- [Problem to solve]:
For the records below, report how many lines include "PeerId", with no accompanying text.

- [Data records]:

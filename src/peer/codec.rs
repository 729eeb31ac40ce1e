//! The framing layer of the peer wire protocol.
//!
//! A connection starts with a fixed 68 byte handshake, after which it
//! carries length-prefixed messages: a 4 byte big endian length, a one
//! byte message id and the message payload. A zero length frame is a
//! keep-alive. [`HandshakeCodec`] and [`PeerCodec`] translate between
//! those frames and typed messages; the session decides what to do with
//! them.

use bytes::{Buf, BufMut, BytesMut};
use tokio_util::codec::{Decoder, Encoder};

use crate::{
    error::{Error, Result},
    Bitfield, BlockInfo, PeerId, PieceIndex, Sha1Hash,
};

pub(crate) const PROTOCOL_STRING: &str = "BitTorrent protocol";

/// Bit 0x10 of reserved byte 5 advertises extension protocol support.
pub(crate) const EXTENSION_PROTOCOL_FLAG: u8 = 0x10;

/// Within message 20, extended id 0 is the extension handshake itself.
pub(crate) const EXTENSION_HANDSHAKE_ID: u8 = 0;

/// No legitimate frame comes close to this; a larger length prefix means
/// the peer is broken or hostile.
const MAX_FRAME_LEN: u32 = 2 * 1024 * 1024;

/// The BitTorrent handshake, not length-prefixed:
/// `pstrlen(1) pstr(19) reserved(8) info_hash(20) peer_id(20)`.
#[derive(Clone, Debug, PartialEq, Eq)]
pub(crate) struct Handshake {
    pub prot: [u8; 19],
    pub reserved: [u8; 8],
    pub info_hash: Sha1Hash,
    pub peer_id: PeerId,
}

impl Handshake {
    /// Creates our side of the handshake. The extension protocol is
    /// advertised only when we mean to fetch metadata.
    pub fn new(info_hash: Sha1Hash, peer_id: PeerId, extensions: bool) -> Self {
        let mut prot = [0; 19];
        prot.copy_from_slice(PROTOCOL_STRING.as_bytes());
        let mut reserved = [0; 8];
        if extensions {
            reserved[5] |= EXTENSION_PROTOCOL_FLAG;
        }
        Self {
            prot,
            reserved,
            info_hash,
            peer_id,
        }
    }
}

pub(crate) struct HandshakeCodec;

impl Encoder<Handshake> for HandshakeCodec {
    type Error = Error;

    fn encode(&mut self, handshake: Handshake, dst: &mut BytesMut) -> Result<()> {
        dst.reserve(68);
        dst.put_u8(PROTOCOL_STRING.len() as u8);
        dst.extend_from_slice(&handshake.prot);
        dst.extend_from_slice(&handshake.reserved);
        dst.extend_from_slice(&handshake.info_hash);
        dst.extend_from_slice(&handshake.peer_id);
        Ok(())
    }
}

impl Decoder for HandshakeCodec {
    type Item = Handshake;
    type Error = Error;

    fn decode(&mut self, src: &mut BytesMut) -> Result<Option<Handshake>> {
        if src.is_empty() {
            return Ok(None);
        }
        let prot_len = src[0] as usize;
        if prot_len != PROTOCOL_STRING.len() {
            return Err(Error::InvalidHandshake);
        }
        if src.len() < 49 + prot_len {
            return Ok(None);
        }
        src.advance(1);

        let mut prot = [0; 19];
        src.copy_to_slice(&mut prot);
        if prot != PROTOCOL_STRING.as_bytes() {
            return Err(Error::InvalidHandshake);
        }
        let mut reserved = [0; 8];
        src.copy_to_slice(&mut reserved);
        let mut info_hash = [0; 20];
        src.copy_to_slice(&mut info_hash);
        let mut peer_id = [0; 20];
        src.copy_to_slice(&mut peer_id);

        Ok(Some(Handshake {
            prot,
            reserved,
            info_hash,
            peer_id,
        }))
    }
}

/// The messages of the peer wire protocol.
///
/// `NotInterested`, `Request` and `Cancel` are only ever received (we
/// don't upload), but the codec speaks the full message set.
#[derive(Clone, Debug, PartialEq, Eq)]
pub(crate) enum Message {
    KeepAlive,
    Choke,
    Unchoke,
    Interested,
    NotInterested,
    Have {
        piece_index: PieceIndex,
    },
    Bitfield(Bitfield),
    Request(BlockInfo),
    Block {
        piece_index: PieceIndex,
        offset: u32,
        data: Vec<u8>,
    },
    Cancel(BlockInfo),
    /// An extension protocol message: the extended id followed by its
    /// (bencoded) payload.
    Extended {
        id: u8,
        payload: Vec<u8>,
    },
}

#[derive(Clone, Copy, Debug, PartialEq, Eq)]
#[repr(u8)]
pub(crate) enum MessageId {
    Choke = 0,
    Unchoke = 1,
    Interested = 2,
    NotInterested = 3,
    Have = 4,
    Bitfield = 5,
    Request = 6,
    Block = 7,
    Cancel = 8,
    Extended = 20,
}

impl TryFrom<u8> for MessageId {
    type Error = Error;

    fn try_from(id: u8) -> Result<Self> {
        match id {
            0 => Ok(Self::Choke),
            1 => Ok(Self::Unchoke),
            2 => Ok(Self::Interested),
            3 => Ok(Self::NotInterested),
            4 => Ok(Self::Have),
            5 => Ok(Self::Bitfield),
            6 => Ok(Self::Request),
            7 => Ok(Self::Block),
            8 => Ok(Self::Cancel),
            20 => Ok(Self::Extended),
            id => Err(Error::InvalidMessageId(id)),
        }
    }
}

#[derive(Default)]
pub(crate) struct PeerCodec;

impl Encoder<Message> for PeerCodec {
    type Error = Error;

    fn encode(&mut self, msg: Message, dst: &mut BytesMut) -> Result<()> {
        match msg {
            Message::KeepAlive => {
                dst.put_u32(0);
            }
            Message::Choke => put_header(dst, 1, MessageId::Choke),
            Message::Unchoke => put_header(dst, 1, MessageId::Unchoke),
            Message::Interested => put_header(dst, 1, MessageId::Interested),
            Message::NotInterested => put_header(dst, 1, MessageId::NotInterested),
            Message::Have { piece_index } => {
                put_header(dst, 5, MessageId::Have);
                dst.put_u32(piece_index as u32);
            }
            Message::Bitfield(bitfield) => {
                let raw = bitfield.as_raw_slice();
                put_header(dst, 1 + raw.len() as u32, MessageId::Bitfield);
                dst.extend_from_slice(raw);
            }
            Message::Request(block) => {
                put_header(dst, 13, MessageId::Request);
                put_block_info(dst, block);
            }
            Message::Block {
                piece_index,
                offset,
                data,
            } => {
                put_header(dst, 9 + data.len() as u32, MessageId::Block);
                dst.put_u32(piece_index as u32);
                dst.put_u32(offset);
                dst.extend_from_slice(&data);
            }
            Message::Cancel(block) => {
                put_header(dst, 13, MessageId::Cancel);
                put_block_info(dst, block);
            }
            Message::Extended { id, payload } => {
                put_header(dst, 2 + payload.len() as u32, MessageId::Extended);
                dst.put_u8(id);
                dst.extend_from_slice(&payload);
            }
        }
        Ok(())
    }
}

fn put_header(dst: &mut BytesMut, len: u32, id: MessageId) {
    dst.reserve(4 + len as usize);
    dst.put_u32(len);
    dst.put_u8(id as u8);
}

fn put_block_info(dst: &mut BytesMut, block: BlockInfo) {
    dst.put_u32(block.piece_index as u32);
    dst.put_u32(block.offset);
    dst.put_u32(block.len);
}

impl Decoder for PeerCodec {
    type Item = Message;
    type Error = Error;

    fn decode(&mut self, src: &mut BytesMut) -> Result<Option<Message>> {
        if src.len() < 4 {
            return Ok(None);
        }
        let mut len_bytes = [0; 4];
        len_bytes.copy_from_slice(&src[..4]);
        let len = u32::from_be_bytes(len_bytes);
        if len > MAX_FRAME_LEN {
            return Err(Error::FrameTooLarge(len as usize));
        }
        if len == 0 {
            src.advance(4);
            return Ok(Some(Message::KeepAlive));
        }
        let len = len as usize;
        if src.len() < 4 + len {
            src.reserve(4 + len - src.len());
            return Ok(None);
        }

        src.advance(4);
        let mut payload = src.split_to(len);
        let id = payload.get_u8();
        let msg = match MessageId::try_from(id)? {
            MessageId::Choke => Message::Choke,
            MessageId::Unchoke => Message::Unchoke,
            MessageId::Interested => Message::Interested,
            MessageId::NotInterested => Message::NotInterested,
            MessageId::Have => {
                if payload.remaining() != 4 {
                    return Err(Error::InvalidPayload("have"));
                }
                Message::Have {
                    piece_index: payload.get_u32() as PieceIndex,
                }
            }
            MessageId::Bitfield => Message::Bitfield(Bitfield::from_vec(payload.to_vec())),
            MessageId::Request => Message::Request(get_block_info(&mut payload, "request")?),
            MessageId::Block => {
                if payload.remaining() < 8 {
                    return Err(Error::InvalidPayload("block"));
                }
                Message::Block {
                    piece_index: payload.get_u32() as PieceIndex,
                    offset: payload.get_u32(),
                    data: payload.to_vec(),
                }
            }
            MessageId::Cancel => Message::Cancel(get_block_info(&mut payload, "cancel")?),
            MessageId::Extended => {
                if !payload.has_remaining() {
                    return Err(Error::InvalidPayload("extended"));
                }
                Message::Extended {
                    id: payload.get_u8(),
                    payload: payload.to_vec(),
                }
            }
        };
        Ok(Some(msg))
    }
}

fn get_block_info(payload: &mut BytesMut, name: &'static str) -> Result<BlockInfo> {
    if payload.remaining() != 12 {
        return Err(Error::InvalidPayload(name));
    }
    Ok(BlockInfo {
        piece_index: payload.get_u32() as PieceIndex,
        offset: payload.get_u32(),
        len: payload.get_u32(),
    })
}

- [Reply]:
3